Montero chiude la stagione Juve con una novità. Poi toccherà a Thiago Motta

Difesa del gruppo e corsa a pugni chiusi: il tecnico uruguaiano si gode un esordio da guerriero

La serenità non è proprio il primo stato d’animo che uno associa a Paolo Montero, o almeno al Montero calciatore, che nell’immaginario collettivo rappresenta tuttora la versione principale del cinquantaduenne di Montevideo.

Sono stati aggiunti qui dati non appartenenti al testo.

//! OpenFlow 1.0 switch connection manager.
//!
//! One `SwitchConnection` per switch performs the handshake, frames the
//! secure channel, correlates replies with the services that asked for them
//! and fans switch events out to subscribed services.
#![deny(clippy::expect_used, clippy::unwrap_used)]

pub mod config;
pub mod cookie_table;
pub mod daemon;
pub mod error;
pub mod message_queue;
pub mod messenger;
pub mod ofp_header;
pub mod ofp_message;
pub mod openflow0x01;
pub mod packet;
pub mod secure_channel;
pub mod service;
pub mod switch;
pub mod timer;
pub mod xid_table;

pub use config::Config;
pub use error::{Error, Result};
pub use messenger::{BusMessenger, Envelope, LocalBus, MessageTag, Messenger};
pub use secure_channel::{Channel, TcpChannel};
pub use switch::{SwitchConnection, SwitchState};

Dal fischio d’inizio di Bologna-Juventus fino al termine della conferenza nella sala stampa del Dall’Ara, invece, proprio la serenità è stata il tratto dominante del Montero allenatore ad interim della prima squadra - come lo è d’altra parte abitualmente del Montero allenatore della Primavera bianconera -.

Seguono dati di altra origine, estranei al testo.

//! Non-blocking I/O on the secure channel: draining the socket into the
//! receive queue, carving frames, and flushing the send queue.

use std::io::{self, ErrorKind};

use bytes::BytesMut;
use tokio::io::Interest;
use tokio::net::TcpStream;
use tracing::{debug, trace};

use crate::error::{Error, Result};
use crate::messenger::Messenger;
use crate::ofp_header::{OfpHeader, OFP_HEADER_LEN};
use crate::switch::SwitchConnection;

const READ_CHUNK: usize = 64 * 1024;
/// Most bytes taken from the socket per readiness event. Whatever is left is
/// picked up on the next poll.
pub const MAX_READ_PER_EVENT: usize = 256 * 1024;

/// A byte stream to a switch. `read` and `write` never block; they report
/// `ErrorKind::WouldBlock` when no progress can be made.
pub trait Channel {
    fn read(&mut self, buf: &mut [u8]) -> io::Result<usize>;
    fn write(&mut self, buf: &[u8]) -> io::Result<usize>;
    fn close(&mut self);
    /// Identity of the remote end, for logs.
    fn peer(&self) -> String;
}

/// Which directions the connection wants to make progress in.
#[derive(Debug, Clone, Copy, PartialEq, Eq)]
pub struct Readiness {
    pub readable: bool,
    pub writable: bool,
}

/// A `Channel` over a tokio TCP stream.
#[derive(Debug)]
pub struct TcpChannel {
    stream: Option<TcpStream>,
    peer: String,
}

impl TcpChannel {
    pub fn new(stream: TcpStream) -> Self {
        let peer = stream
            .peer_addr()
            .map(|addr| addr.to_string())
            .unwrap_or_else(|_| "unknown".to_string());
        TcpChannel {
            stream: Some(stream),
            peer,
        }
    }

    /// Wait until the socket can make progress in one of the wanted directions.
    pub async fn ready(&self, want: Readiness) -> io::Result<Readiness> {
        let stream = self
            .stream
            .as_ref()
            .ok_or_else(|| io::Error::from(ErrorKind::NotConnected))?;
        let mut interest = Interest::READABLE;
        if want.writable {
            interest = interest | Interest::WRITABLE;
        }
        let ready = stream.ready(interest).await?;
        Ok(Readiness {
            readable: ready.is_readable() || ready.is_read_closed(),
            writable: ready.is_writable(),
        })
    }
}

impl Channel for TcpChannel {
    fn read(&mut self, buf: &mut [u8]) -> io::Result<usize> {
        match &self.stream {
            Some(stream) => stream.try_read(buf),
            None => Err(ErrorKind::NotConnected.into()),
        }
    }

    fn write(&mut self, buf: &[u8]) -> io::Result<usize> {
        match &self.stream {
            Some(stream) => stream.try_write(buf),
            None => Err(ErrorKind::NotConnected.into()),
        }
    }

    fn close(&mut self) {
        self.stream = None;
    }

    fn peer(&self) -> String {
        self.peer.clone()
    }
}

impl<C: Channel, M: Messenger> SwitchConnection<C, M> {
    /// Directions to wait on: always read while the channel is open, write
    /// only with bytes queued. `None` once the channel is closed.
    pub fn interest(&self) -> Option<Readiness> {
        self.channel.as_ref()?;
        Some(Readiness {
            readable: true,
            writable: self
                .send_queue
                .as_ref()
                .is_some_and(|queue| !queue.is_empty()),
        })
    }

    /// Read what the OS has buffered, up to `MAX_READ_PER_EVENT` bytes, and
    /// push complete frames onto the receive queue. A trailing partial frame
    /// stays in the fragment buffer.
    pub fn recv_from_secure_channel(&mut self) -> Result<()> {
        let channel = self.channel.as_mut().ok_or(Error::NotConnected)?;
        let fragment = self.fragment_buf.get_or_insert_with(BytesMut::new);
        let mut chunk = [0u8; READ_CHUNK];
        let mut total = 0;
        while total < MAX_READ_PER_EVENT {
            let want = READ_CHUNK.min(MAX_READ_PER_EVENT - total);
            match channel.read(&mut chunk[..want]) {
                Ok(0) => return Err(Error::ConnectionClosed),
                Ok(n) => {
                    trace!(bytes = n, "Read from secure channel");
                    fragment.extend_from_slice(&chunk[..n]);
                    total += n;
                }
                Err(e) if e.kind() == ErrorKind::WouldBlock => break,
                Err(e) if e.kind() == ErrorKind::Interrupted => continue,
                Err(e) => return Err(Error::Io(e)),
            }
        }

        let recv_queue = self.recv_queue.as_mut().ok_or(Error::NotConnected)?;
        while let Some(length) = OfpHeader::peek_length(fragment) {
            if length < OFP_HEADER_LEN {
                return Err(Error::InvalidFrame("declared length shorter than header"));
            }
            if fragment.len() < length {
                break;
            }
            recv_queue.enqueue(fragment.split_to(length).freeze());
        }
        Ok(())
    }

    /// Write queued frames until the queue is empty or the socket is full.
    pub fn flush_secure_channel(&mut self) -> Result<()> {
        let channel = self.channel.as_mut().ok_or(Error::NotConnected)?;
        let Some(send_queue) = self.send_queue.as_mut() else {
            return Ok(());
        };
        while let Some(pending) = send_queue.pending() {
            match channel.write(pending) {
                Ok(0) => return Err(Error::Io(ErrorKind::WriteZero.into())),
                Ok(n) => {
                    trace!(bytes = n, "Wrote to secure channel");
                    send_queue.consume(n);
                }
                Err(e) if e.kind() == ErrorKind::WouldBlock => break,
                Err(e) if e.kind() == ErrorKind::Interrupted => continue,
                Err(e) => return Err(Error::Io(e)),
            }
        }
        Ok(())
    }

    /// One round of I/O after the driver saw readiness: read and dispatch,
    /// then flush whatever the dispatch queued. A channel failure disconnects.
    pub fn process_io(&mut self, readable: bool, writable: bool) -> Result<()> {
        if readable {
            if let Err(e) = self.recv_from_secure_channel() {
                debug!(error = %e, channel = %self.channel_id(), "Receive failed");
                self.disconnect();
                return Err(e);
            }
            self.handle_messages_from_secure_channel()?;
        }
        let queued = self.send_queue.as_ref().is_some_and(|q| !q.is_empty());
        if writable || queued {
            if let Err(e) = self.flush_secure_channel() {
                debug!(error = %e, channel = %self.channel_id(), "Send failed");
                self.disconnect();
                return Err(e);
            }
        }
        Ok(())
    }
}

Montero, Bologna-Juve e il risultato

Con un’unica eccezione: il gol del 3-3 di Yildiz, talento che proprio lui era stato il primo a coltivare a Vinovo all’inizio della scorsa stagione. A quella rete Montero si è lasciato andare a una corsa esultante come fosse ancora calciatore, incurante della pioggia battente così come del fatto che la partita e il suo risultato non fossero certo vitali per la stagione bianconera. Però sapeva che grazie a quel gol la Juve molto probabilmente non avrebbe perso e avrebbe potuto provare a strappare una vittoria (quasi riuscendoci, quando Aebischer ha deviato in extremis un tiro a colpo piuttosto sicuro di Chiesa). E l’importanza della differenza tra perdere e vincere, ovvero del risultato, è invece eccome una delle prime cose che vengono in mente quando si pensa a Montero, come d’altra parte quando si pensa alla Juventus.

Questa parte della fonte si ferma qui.